A recent study by Papazoglou et al (2021) has highlighted the increased risk associated with comorbid diabetes in people with AF. In a substudy of the MISOAC-AF (Motivational Interviewing to Support Oral AntiCoagulation Adherence in patients with non-valvular AF) trial, 1140 people with AF, of whom a third had diabetes, were followed for a median of 2.6 years. Over that time frame, 36% of the cohort died, mostly from cardiovascular causes. In particular, people with diabetes were significantly more likely to die from cardiovascular causes than those without the condition (34.9% vs 23.5%; P<0.001). After adjustment for other risk factors, diabetes remained a significant predictor of adverse outcomes, increasing the risk of all-cause death by 44%, cardiovascular death by 44%, cardiac arrest by 73% and stroke by 87%. Glycaemic control significantly affected mortality, with each 11 mmol/mol (1.0%) increase almost doubling the risk of all-cause and cardiovascular mortality, and a linear association between HbA1c and death. The risk of death was significantly lower at HbA1c levels under 44 mmol/mol (6.2%). Other factors associated with survival were age; estimated glomerular filtration rate; and use of beta-blockers, digoxin, angiotensin-converting enzyme inhibitors, angiotensin receptor blockers and novel oral anticoagulants after discharge.
These findings concur with those of other AF studies, which showed a nearly doubled risk of mortality in people with AF and comorbid diabetes compared to those without diabetes. The results highlight the high personal costs associated with AF, particularly in those with diabetes, and emphasise the urgent need to manage both glycaemia and other cardiovascular risk factors in people who develop AF.
A role for SGLT2 inhibitors?
Another study, published in the same issue of Cardiovascular Diabetology, provides evidence that sodium–glucose cotransporter 2 (SGLT2) inhibitors may be effective in preventing new-onset AF in people with type 2 diabetes. Using a data-mining approach, Bonora et al (2021) searched the US Food and Drug Administration’s adverse event reporting system to compare rates of AF between SGLT2 inhibitors and other glucose-lowering drugs. Between 2014 and the end of 2019, there were 62098 adverse events in which an SGLT2 inhibitor was suspect or concomitant, compared with 642031 reports involving other glucose-lowering drugs.

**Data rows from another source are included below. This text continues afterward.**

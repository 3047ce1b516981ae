/// LLM Client — the single point of entry for all Gemini API calls in Cypher.
///
/// ARCHITECTURAL RULE: No other module may call the Gemini API directly.
/// Handlers reach it through the `TextGenerator` trait carried in `AppState`.
use async_trait::async_trait;
use reqwest::Client;
use serde::{Deserialize, Serialize};
use thiserror::Error;
use tracing::{debug, warn};

pub mod prompts;

const MAX_OUTPUT_TOKENS: u32 = 4096;
const TEMPERATURE: f32 = 0.7;
const MAX_RETRIES: u32 = 3;

#[derive(Debug, Error)]
pub enum LlmError {
    #[error("HTTP error: {0}")]
    Http(#[from] reqwest::Error),

    #[error("API error (status {status}): {message}")]
    Api { status: u16, message: String },

    #[error("JSON parse error: {0}")]
    Parse(#[from] serde_json::Error),

    #[error("Rate limited after {retries} retries")]
    RateLimited { retries: u32 },

    #[error("LLM returned empty content")]
    EmptyContent,
}

/// Anything that can turn a prompt into model text.
///
/// Carried in `AppState` as `Arc<dyn TextGenerator>`.
#[async_trait]
pub trait TextGenerator: Send + Sync {
    async fn generate(&self, model: &str, prompt: &str) -> Result<String, LlmError>;
}

#[derive(Debug, Serialize)]
#[serde(rename_all = "camelCase")]
struct GenerateContentRequest<'a> {
    contents: [Content<'a>; 1],
    generation_config: GenerationConfig,
}

#[derive(Debug, Serialize)]
struct Content<'a> {
    role: &'a str,
    parts: [Part<'a>; 1],
}

#[derive(Debug, Serialize)]
struct Part<'a> {
    text: &'a str,
}

#[derive(Debug, Serialize)]
#[serde(rename_all = "camelCase")]
struct GenerationConfig {
    temperature: f32,
    max_output_tokens: u32,
}

impl<'a> GenerateContentRequest<'a> {
    fn new(prompt: &'a str) -> Self {
        Self {
            contents: [Content {
                role: "user",
                parts: [Part { text: prompt }],
            }],
            generation_config: GenerationConfig {
                temperature: TEMPERATURE,
                max_output_tokens: MAX_OUTPUT_TOKENS,
            },
        }
    }
}

#[derive(Debug, Deserialize)]
#[serde(rename_all = "camelCase")]
pub struct GenerateContentResponse {
    #[serde(default)]
    pub candidates: Vec<Candidate>,
    pub usage_metadata: Option<UsageMetadata>,
}

#[derive(Debug, Deserialize)]
pub struct Candidate {
    pub content: Option<CandidateContent>,
}

#[derive(Debug, Deserialize)]
pub struct CandidateContent {
    #[serde(default)]
    pub parts: Vec<CandidatePart>,
}

#[derive(Debug, Deserialize)]
pub struct CandidatePart {
    pub text: Option<String>,
}

#[derive(Debug, Deserialize)]
#[serde(rename_all = "camelCase")]
pub struct UsageMetadata {
    #[serde(default)]
    pub prompt_token_count: u32,
    #[serde(default)]
    pub candidates_token_count: u32,
}

impl GenerateContentResponse {
    /// First non-empty text part across candidates, trimmed.
    pub fn text(&self) -> Option<&str> {
        self.candidates
            .iter()
            .filter_map(|c| c.content.as_ref())
            .flat_map(|c| c.parts.iter())
            .filter_map(|p| p.text.as_deref())
            .map(str::trim)
            .find(|t| !t.is_empty())
    }
}

#[derive(Debug, Deserialize)]
struct GoogleError {
    error: GoogleErrorBody,
}

#[derive(Debug, Deserialize)]
struct GoogleErrorBody {
    message: String,
}

/// Gemini `generateContent` client with retry on rate limits and server errors.
#[derive(Clone)]
pub struct LlmClient {
    client: Client,
    api_key: String,
    base_url: String,
}

impl LlmClient {
    pub fn new(api_key: String, base_url: String) -> Result<Self, LlmError> {
        Ok(Self {
            client: Client::builder()
                .timeout(std::time::Duration::from_secs(120))
                .build()?,
            api_key,
            base_url: base_url.trim_end_matches('/').to_string(),
        })
    }

    fn endpoint(&self, model: &str) -> String {
        format!("{}/models/{}:generateContent", self.base_url, model)
    }

    /// Makes a raw call to Gemini, returning the full response object.
    /// Retries on 429 (rate limit) and 5xx errors with exponential backoff.
    pub async fn call(
        &self,
        model: &str,
        prompt: &str,
    ) -> Result<GenerateContentResponse, LlmError> {
        let request_body = GenerateContentRequest::new(prompt);
        let url = self.endpoint(model);

        let mut last_error: Option<LlmError> = None;

        for attempt in 0..MAX_RETRIES {
            if attempt > 0 {
                // Exponential backoff: 1s, 2s
                let delay = std::time::Duration::from_millis(1000 * (1 << (attempt - 1)));
                warn!(
                    "LLM call attempt {} failed, retrying after {}ms...",
                    attempt,
                    delay.as_millis()
                );
                tokio::time::sleep(delay).await;
            }

            let response = self
                .client
                .post(&url)
                .header("x-goog-api-key", &self.api_key)
                .json(&request_body)
                .send()
                .await;

            let response = match response {
                Ok(r) => r,
                Err(e) => {
                    last_error = Some(LlmError::Http(e));
                    continue;
                }
            };

            let status = response.status();

            if status.as_u16() == 429 || status.is_server_error() {
                let body = response.text().await.unwrap_or_default();
                warn!("LLM API returned {}: {}", status, body);
                last_error = Some(LlmError::Api {
                    status: status.as_u16(),
                    message: body,
                });
                continue;
            }

            if !status.is_success() {
                let body = response.text().await.unwrap_or_default();
                return Err(LlmError::Api {
                    status: status.as_u16(),
                    message: google_error_message(body),
                });
            }

            let body = response.text().await?;
            let parsed: GenerateContentResponse = serde_json::from_str(&body)?;

            if let Some(usage) = &parsed.usage_metadata {
                debug!(
                    "LLM call succeeded: model={}, prompt_tokens={}, output_tokens={}",
                    model, usage.prompt_token_count, usage.candidates_token_count
                );
            }

            return Ok(parsed);
        }

        Err(last_error.unwrap_or(LlmError::RateLimited {
            retries: MAX_RETRIES,
        }))
    }
}

#[async_trait]
impl TextGenerator for LlmClient {
    async fn generate(&self, model: &str, prompt: &str) -> Result<String, LlmError> {
        let response = self.call(model, prompt).await?;
        response
            .text()
            .map(String::from)
            .ok_or(LlmError::EmptyContent)
    }
}

/// Pulls `error.message` out of a Google error body, falling back to the raw body.
fn google_error_message(body: String) -> String {
    serde_json::from_str::<GoogleError>(&body)
        .map(|e| e.error.message)
        .unwrap_or(body)
}
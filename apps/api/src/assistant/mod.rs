// Interview-prep chat and learning roadmaps.

pub mod handlers;
pub mod prompts;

The reporting of AF was significantly lower with SGLT2 inhibitors than with other diabetes drugs (4.8 versus 8.7 events per 1000 reports; P<0.001), implying a potential protective effect. The results were consistent when a number of sensitivity analyses were carried out to exclude effects of other treatments, diabetes severity, kidney disease and cardiovascular disease as treatment indications, and dilution by other SGLT2 inhibitor adverse events such as urinary tract infections and diabetic ketoacidosis. These real-world findings support the results from clinical and cardiovascular outcome trials and observational studies suggesting that SGLT2 inhibitors can prevent AF in people with type 2 diabetes (Li et al, 2020; Ling et al, 2020; Zelniker et al, 2020; Okunrintemi et al, 2021). The authors have previously proposed a number of mechanisms by which SGLT2 inhibitors might reduce the risk of AF (Bonora et al, 2020), many of which may also explain the drug class’s known effects on reducing heart failure.
The precise reasons for the association between AF and diabetes remain unexplained. However, it is encouraging that a widely used glucose-lowering drug class can potentially reduce the burden of this common diabetes comorbidity. Above all, these studies remind us of the need to consider the cardiovascular aspects of diabetes management.